Stored items
-.-.-

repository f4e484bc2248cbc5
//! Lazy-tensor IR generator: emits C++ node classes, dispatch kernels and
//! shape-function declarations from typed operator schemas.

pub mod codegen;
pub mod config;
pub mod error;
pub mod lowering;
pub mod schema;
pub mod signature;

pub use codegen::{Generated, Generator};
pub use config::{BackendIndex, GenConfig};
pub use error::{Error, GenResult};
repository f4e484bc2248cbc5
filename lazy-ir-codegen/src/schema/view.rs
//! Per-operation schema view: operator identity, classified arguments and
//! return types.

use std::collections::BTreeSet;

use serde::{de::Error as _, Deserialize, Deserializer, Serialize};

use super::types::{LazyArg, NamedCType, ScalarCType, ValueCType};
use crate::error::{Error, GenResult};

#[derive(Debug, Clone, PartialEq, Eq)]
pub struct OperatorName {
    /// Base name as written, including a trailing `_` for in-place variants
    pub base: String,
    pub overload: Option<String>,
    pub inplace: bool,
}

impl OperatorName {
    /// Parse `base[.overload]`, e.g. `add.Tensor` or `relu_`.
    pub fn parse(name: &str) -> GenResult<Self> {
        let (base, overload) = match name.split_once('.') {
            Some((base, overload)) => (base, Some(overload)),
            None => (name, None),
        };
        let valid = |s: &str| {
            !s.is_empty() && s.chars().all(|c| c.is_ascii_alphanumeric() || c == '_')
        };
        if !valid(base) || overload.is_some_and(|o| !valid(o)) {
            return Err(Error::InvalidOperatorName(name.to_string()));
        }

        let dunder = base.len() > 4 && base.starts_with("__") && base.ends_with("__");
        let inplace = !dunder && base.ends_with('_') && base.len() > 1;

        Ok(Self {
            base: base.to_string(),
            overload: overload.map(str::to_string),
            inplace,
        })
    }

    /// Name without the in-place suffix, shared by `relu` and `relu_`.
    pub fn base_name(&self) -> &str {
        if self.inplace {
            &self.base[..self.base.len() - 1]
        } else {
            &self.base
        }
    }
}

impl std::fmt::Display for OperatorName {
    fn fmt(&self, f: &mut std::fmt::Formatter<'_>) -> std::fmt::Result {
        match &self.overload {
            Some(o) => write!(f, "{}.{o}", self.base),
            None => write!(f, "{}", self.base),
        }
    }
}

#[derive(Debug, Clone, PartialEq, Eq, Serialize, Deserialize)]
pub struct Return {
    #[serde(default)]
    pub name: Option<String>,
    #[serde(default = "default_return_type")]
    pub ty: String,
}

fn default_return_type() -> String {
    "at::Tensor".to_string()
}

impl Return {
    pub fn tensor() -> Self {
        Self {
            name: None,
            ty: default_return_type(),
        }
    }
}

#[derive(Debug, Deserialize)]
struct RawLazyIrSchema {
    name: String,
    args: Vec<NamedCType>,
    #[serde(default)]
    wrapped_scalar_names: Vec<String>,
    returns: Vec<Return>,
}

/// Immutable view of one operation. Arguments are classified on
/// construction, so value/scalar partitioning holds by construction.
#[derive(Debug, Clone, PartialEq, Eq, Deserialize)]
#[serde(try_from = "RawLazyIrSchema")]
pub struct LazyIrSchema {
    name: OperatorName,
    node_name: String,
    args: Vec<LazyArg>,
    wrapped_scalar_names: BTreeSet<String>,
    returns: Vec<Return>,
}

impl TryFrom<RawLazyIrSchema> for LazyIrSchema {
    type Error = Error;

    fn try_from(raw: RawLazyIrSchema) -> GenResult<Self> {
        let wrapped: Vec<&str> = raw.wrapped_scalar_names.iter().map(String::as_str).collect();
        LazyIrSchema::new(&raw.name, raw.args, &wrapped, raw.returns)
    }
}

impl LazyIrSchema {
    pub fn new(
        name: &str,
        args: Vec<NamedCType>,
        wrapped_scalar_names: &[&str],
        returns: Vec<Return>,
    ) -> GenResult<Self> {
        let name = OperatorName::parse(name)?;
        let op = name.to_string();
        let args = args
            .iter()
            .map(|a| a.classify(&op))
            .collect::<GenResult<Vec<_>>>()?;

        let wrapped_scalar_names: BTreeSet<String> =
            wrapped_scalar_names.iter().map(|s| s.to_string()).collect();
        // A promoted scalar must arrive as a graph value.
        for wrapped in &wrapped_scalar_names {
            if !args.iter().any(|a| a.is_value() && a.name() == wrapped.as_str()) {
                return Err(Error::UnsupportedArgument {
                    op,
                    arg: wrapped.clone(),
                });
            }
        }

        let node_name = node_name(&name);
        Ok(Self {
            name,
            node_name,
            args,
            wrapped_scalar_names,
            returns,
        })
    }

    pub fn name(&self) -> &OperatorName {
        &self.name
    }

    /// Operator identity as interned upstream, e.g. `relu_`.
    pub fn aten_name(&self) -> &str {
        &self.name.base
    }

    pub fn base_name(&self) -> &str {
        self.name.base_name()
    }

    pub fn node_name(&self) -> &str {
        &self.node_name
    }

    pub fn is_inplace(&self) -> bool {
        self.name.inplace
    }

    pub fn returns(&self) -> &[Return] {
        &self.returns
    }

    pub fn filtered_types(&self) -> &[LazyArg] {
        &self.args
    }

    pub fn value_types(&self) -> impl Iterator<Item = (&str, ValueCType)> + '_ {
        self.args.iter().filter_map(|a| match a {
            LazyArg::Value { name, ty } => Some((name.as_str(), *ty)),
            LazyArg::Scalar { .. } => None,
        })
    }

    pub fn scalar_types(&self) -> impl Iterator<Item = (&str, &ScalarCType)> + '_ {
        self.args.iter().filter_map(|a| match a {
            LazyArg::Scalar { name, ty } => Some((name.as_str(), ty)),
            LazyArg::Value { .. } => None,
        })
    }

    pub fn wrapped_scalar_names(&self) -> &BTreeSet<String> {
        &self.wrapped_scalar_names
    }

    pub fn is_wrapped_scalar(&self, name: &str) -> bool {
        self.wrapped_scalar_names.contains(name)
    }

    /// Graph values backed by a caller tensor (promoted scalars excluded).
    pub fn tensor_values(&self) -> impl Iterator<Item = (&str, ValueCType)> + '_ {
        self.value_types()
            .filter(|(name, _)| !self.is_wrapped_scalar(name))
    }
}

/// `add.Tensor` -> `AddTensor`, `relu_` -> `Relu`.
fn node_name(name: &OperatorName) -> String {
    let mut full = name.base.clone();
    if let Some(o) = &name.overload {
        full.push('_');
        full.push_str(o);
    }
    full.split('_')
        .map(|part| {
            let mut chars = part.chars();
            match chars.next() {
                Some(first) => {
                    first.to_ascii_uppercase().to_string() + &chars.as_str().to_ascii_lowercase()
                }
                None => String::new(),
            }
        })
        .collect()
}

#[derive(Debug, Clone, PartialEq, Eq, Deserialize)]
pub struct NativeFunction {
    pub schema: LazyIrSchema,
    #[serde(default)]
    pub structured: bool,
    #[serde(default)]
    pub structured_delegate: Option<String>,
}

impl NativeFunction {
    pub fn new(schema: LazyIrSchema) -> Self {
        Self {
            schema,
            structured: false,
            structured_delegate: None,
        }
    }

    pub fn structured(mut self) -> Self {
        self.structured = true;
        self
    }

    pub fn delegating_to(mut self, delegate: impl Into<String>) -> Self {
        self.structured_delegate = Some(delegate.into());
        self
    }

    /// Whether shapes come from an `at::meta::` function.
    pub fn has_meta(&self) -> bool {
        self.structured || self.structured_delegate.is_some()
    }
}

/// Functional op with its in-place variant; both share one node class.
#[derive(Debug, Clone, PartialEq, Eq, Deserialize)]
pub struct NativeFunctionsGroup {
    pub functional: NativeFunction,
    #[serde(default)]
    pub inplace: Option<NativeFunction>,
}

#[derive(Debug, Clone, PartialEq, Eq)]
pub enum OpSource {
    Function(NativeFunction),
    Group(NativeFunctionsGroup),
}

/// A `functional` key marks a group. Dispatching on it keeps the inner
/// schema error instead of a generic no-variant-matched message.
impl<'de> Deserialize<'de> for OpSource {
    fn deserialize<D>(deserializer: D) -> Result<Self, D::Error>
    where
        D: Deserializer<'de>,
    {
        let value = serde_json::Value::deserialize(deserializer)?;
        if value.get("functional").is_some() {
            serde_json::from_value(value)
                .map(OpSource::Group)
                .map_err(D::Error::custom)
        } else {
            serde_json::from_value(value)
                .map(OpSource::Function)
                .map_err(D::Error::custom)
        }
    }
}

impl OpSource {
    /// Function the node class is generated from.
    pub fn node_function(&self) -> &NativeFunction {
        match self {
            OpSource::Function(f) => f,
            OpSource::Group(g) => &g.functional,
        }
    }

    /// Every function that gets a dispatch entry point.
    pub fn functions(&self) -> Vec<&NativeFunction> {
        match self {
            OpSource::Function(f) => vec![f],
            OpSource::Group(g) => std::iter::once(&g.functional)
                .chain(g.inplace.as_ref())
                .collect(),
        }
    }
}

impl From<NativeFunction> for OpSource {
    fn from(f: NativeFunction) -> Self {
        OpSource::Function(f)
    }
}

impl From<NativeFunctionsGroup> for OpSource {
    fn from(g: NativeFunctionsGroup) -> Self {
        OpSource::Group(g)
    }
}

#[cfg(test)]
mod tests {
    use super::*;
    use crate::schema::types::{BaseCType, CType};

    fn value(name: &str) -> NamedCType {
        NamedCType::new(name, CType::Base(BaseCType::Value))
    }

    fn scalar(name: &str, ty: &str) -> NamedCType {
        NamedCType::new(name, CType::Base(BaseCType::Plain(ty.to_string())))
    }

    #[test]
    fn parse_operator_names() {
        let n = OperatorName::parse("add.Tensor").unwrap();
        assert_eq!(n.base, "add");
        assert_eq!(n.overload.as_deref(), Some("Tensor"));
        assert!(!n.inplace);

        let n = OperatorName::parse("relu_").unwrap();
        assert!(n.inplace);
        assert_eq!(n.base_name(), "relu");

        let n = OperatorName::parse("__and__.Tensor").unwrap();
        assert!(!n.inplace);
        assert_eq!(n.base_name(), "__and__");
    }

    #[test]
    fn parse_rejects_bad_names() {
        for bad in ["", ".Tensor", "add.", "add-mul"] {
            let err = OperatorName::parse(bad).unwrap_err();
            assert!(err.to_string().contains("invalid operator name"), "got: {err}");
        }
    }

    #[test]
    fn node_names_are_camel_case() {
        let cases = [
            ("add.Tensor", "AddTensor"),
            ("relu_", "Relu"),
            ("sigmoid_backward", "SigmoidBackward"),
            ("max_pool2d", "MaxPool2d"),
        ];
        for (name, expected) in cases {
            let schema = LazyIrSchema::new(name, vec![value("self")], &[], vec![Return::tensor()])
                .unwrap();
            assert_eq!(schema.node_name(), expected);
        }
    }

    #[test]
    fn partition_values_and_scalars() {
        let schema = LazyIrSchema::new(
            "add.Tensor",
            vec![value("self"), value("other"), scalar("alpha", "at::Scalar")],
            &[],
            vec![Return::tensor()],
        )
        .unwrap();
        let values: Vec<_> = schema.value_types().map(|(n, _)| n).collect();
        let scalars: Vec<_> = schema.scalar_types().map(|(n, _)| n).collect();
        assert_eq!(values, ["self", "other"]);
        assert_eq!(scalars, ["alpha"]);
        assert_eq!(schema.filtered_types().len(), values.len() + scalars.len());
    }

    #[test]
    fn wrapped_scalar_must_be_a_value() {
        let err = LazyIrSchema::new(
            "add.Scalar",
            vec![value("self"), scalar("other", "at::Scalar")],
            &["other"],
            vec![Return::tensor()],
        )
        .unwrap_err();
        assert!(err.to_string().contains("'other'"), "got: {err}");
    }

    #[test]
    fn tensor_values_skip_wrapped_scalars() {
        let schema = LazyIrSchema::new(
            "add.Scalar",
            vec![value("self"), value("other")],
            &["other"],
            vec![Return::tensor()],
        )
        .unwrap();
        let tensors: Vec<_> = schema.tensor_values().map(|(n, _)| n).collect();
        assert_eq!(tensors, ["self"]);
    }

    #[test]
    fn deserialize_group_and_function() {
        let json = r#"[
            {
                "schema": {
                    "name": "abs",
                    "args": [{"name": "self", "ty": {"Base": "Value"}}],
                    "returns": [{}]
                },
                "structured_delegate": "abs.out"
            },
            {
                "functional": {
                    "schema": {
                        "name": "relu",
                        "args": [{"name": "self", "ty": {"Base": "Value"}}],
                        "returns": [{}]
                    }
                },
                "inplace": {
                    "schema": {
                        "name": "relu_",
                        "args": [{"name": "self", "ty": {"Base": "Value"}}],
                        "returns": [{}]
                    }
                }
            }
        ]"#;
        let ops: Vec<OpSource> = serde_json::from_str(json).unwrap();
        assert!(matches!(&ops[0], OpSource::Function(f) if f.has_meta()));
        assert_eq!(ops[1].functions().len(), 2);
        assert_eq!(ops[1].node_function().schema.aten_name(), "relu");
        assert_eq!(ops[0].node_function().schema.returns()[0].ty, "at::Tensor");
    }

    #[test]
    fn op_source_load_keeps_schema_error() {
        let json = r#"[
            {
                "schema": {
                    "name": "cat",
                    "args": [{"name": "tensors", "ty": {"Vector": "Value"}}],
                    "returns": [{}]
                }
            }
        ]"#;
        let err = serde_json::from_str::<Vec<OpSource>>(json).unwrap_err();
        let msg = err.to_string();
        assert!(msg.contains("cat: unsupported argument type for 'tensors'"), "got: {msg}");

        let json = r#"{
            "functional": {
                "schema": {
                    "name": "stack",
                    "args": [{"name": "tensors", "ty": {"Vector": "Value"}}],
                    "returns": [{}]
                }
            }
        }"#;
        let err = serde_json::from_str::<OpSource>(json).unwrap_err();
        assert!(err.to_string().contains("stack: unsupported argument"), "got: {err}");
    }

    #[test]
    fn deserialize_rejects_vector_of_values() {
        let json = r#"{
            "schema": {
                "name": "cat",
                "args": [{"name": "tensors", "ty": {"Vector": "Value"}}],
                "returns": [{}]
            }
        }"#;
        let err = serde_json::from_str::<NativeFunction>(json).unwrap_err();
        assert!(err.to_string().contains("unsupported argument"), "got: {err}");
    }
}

-.-.-

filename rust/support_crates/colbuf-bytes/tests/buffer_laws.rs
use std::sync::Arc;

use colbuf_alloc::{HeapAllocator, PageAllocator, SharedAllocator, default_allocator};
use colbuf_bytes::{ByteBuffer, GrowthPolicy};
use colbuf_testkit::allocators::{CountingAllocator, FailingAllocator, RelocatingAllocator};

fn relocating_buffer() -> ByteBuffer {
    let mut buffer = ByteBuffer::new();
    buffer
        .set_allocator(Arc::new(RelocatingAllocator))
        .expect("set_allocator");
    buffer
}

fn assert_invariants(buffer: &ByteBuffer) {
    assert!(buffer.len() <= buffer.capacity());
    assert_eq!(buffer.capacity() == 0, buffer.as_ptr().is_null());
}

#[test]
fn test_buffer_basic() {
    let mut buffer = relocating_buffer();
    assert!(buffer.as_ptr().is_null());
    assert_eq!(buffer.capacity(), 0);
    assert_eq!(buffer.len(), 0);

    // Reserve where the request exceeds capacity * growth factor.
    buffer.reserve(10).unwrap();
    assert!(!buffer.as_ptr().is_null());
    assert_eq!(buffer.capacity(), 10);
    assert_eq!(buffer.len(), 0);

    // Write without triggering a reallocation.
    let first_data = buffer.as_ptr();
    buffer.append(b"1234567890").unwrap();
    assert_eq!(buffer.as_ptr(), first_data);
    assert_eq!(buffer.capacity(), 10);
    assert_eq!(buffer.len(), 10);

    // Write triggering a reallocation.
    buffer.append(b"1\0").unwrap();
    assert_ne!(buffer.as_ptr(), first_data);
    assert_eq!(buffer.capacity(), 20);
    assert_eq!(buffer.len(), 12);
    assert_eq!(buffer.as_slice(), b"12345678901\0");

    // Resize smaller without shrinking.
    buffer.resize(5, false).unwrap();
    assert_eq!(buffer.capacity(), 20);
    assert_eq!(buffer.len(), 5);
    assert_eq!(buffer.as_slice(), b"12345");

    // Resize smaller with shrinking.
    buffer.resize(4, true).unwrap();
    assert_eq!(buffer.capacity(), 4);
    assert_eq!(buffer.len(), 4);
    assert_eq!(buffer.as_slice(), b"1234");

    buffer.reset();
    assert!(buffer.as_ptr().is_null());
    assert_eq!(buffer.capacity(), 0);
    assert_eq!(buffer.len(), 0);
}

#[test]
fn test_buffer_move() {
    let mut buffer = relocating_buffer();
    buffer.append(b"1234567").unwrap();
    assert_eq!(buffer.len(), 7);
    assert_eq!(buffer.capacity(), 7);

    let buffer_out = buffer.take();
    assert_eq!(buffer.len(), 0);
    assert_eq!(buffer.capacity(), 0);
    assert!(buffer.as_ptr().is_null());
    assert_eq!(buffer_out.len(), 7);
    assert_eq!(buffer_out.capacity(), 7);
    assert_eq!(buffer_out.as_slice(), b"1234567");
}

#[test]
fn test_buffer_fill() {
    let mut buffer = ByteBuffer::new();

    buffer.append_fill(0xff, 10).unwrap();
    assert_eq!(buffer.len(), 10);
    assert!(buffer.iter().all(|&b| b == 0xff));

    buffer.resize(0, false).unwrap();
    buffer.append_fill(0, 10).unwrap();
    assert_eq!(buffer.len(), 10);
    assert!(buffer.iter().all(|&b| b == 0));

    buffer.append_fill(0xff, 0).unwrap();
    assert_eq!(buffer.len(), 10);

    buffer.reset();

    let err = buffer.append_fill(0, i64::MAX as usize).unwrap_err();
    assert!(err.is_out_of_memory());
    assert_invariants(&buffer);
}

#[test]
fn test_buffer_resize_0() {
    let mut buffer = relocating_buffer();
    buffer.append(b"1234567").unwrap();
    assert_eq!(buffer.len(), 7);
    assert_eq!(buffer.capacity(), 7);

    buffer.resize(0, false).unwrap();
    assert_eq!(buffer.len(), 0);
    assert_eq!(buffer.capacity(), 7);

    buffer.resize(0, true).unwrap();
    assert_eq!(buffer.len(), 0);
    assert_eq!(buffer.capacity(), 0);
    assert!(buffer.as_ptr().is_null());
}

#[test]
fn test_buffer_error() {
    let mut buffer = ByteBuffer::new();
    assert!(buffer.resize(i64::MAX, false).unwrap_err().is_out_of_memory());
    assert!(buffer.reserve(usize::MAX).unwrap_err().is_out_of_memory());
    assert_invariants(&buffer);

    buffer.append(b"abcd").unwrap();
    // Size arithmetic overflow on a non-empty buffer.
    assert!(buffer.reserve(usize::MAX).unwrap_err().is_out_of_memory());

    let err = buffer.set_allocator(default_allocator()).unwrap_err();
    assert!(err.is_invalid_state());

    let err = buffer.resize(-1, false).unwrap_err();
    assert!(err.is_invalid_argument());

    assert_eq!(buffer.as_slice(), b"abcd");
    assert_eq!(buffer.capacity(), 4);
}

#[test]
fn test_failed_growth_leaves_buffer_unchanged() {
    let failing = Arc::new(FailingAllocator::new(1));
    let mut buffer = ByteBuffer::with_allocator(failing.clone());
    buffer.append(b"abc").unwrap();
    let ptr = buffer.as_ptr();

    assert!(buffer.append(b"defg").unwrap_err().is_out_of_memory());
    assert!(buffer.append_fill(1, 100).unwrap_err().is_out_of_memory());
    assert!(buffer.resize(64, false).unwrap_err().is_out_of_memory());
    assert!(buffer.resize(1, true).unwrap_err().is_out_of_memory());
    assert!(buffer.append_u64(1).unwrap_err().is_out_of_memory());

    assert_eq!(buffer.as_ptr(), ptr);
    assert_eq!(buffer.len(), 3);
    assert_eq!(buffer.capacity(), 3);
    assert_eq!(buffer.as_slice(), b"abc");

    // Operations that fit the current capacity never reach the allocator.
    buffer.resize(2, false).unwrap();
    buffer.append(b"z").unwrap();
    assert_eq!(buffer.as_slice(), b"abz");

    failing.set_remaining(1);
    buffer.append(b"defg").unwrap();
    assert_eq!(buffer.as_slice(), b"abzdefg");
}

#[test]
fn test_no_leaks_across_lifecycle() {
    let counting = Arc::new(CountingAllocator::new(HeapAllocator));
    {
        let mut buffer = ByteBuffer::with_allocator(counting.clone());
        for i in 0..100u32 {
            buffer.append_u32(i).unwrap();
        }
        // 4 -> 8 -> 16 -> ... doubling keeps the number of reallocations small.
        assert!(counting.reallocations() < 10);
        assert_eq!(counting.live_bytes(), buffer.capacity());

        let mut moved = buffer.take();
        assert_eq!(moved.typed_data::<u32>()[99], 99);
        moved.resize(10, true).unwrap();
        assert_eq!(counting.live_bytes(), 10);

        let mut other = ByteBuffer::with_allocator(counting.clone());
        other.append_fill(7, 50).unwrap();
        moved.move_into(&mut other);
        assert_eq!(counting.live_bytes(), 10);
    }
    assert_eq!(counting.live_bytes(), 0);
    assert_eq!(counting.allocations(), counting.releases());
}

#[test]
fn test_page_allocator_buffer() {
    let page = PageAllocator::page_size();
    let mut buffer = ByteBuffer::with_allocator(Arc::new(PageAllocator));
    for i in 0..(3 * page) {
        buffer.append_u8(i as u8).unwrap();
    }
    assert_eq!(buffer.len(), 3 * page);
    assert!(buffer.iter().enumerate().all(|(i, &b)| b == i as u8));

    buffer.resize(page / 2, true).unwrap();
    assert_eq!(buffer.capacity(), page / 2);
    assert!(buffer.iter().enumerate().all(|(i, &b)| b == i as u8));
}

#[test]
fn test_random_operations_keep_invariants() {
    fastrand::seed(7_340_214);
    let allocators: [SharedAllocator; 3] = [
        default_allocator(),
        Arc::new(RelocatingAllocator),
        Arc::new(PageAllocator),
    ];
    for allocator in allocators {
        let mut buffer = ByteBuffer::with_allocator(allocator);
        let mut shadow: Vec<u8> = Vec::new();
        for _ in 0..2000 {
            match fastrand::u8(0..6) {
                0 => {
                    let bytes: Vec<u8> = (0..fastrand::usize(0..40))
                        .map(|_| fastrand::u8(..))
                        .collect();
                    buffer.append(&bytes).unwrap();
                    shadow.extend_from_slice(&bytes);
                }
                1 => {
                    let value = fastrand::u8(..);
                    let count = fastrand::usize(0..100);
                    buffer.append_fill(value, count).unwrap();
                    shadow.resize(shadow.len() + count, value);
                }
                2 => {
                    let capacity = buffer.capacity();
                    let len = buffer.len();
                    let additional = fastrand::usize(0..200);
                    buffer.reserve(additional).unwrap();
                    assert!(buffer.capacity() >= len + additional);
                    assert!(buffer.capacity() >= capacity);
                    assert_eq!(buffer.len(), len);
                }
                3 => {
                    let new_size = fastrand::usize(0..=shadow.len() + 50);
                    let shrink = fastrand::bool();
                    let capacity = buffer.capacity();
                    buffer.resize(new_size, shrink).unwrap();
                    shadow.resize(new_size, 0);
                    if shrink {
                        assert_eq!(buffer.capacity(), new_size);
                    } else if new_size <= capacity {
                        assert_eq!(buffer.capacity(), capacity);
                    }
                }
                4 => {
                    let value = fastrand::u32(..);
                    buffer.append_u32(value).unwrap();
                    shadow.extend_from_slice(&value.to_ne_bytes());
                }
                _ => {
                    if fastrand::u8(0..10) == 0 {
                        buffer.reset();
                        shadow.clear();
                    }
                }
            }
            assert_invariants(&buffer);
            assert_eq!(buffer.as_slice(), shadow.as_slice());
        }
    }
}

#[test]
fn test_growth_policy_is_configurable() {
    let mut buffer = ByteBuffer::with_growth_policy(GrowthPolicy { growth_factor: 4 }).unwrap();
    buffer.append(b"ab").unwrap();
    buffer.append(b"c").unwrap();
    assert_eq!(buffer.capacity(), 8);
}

-.-.-

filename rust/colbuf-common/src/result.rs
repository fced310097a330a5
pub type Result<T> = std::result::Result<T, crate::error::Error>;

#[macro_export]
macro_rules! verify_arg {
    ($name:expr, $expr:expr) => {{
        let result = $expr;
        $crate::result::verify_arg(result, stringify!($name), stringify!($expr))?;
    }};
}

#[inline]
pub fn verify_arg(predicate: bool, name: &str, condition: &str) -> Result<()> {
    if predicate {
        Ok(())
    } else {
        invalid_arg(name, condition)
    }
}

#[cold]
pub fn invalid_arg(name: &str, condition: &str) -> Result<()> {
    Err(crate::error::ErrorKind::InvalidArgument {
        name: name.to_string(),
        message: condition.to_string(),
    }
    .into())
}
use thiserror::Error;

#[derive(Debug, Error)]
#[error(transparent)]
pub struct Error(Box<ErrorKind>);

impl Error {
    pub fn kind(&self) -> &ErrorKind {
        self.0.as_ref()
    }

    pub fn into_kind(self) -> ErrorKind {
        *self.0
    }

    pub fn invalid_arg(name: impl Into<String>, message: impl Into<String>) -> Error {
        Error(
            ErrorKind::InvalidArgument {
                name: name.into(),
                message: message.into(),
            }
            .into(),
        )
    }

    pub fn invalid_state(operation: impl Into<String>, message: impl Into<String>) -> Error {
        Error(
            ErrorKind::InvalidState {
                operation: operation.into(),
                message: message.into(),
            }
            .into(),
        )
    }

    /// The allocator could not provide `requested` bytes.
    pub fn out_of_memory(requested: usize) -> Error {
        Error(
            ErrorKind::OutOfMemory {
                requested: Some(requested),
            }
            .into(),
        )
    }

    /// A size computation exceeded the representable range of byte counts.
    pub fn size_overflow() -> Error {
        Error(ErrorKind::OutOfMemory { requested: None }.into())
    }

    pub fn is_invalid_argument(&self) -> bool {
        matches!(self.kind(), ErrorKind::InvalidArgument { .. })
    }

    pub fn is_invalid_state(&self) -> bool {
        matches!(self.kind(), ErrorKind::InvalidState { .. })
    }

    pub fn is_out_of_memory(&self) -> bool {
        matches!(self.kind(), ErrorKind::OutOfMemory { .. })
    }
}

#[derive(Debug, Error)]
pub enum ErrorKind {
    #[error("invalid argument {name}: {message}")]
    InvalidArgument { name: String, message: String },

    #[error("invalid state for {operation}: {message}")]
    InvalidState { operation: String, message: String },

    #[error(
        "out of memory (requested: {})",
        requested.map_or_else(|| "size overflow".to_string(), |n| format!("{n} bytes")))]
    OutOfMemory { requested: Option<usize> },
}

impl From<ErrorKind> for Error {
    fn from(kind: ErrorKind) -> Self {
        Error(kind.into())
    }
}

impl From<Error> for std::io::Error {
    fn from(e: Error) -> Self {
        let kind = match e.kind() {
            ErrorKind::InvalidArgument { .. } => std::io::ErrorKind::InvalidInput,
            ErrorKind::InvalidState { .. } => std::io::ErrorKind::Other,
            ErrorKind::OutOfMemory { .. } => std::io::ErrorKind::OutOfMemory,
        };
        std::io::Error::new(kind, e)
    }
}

-.-.-

* **Work to be completed**: Collect every line from the records above that contains the word "full".

* **Task response**:
    let mut full = name.base.clone();
        full.push('_');
        full.push_str(o);
    full.split('_')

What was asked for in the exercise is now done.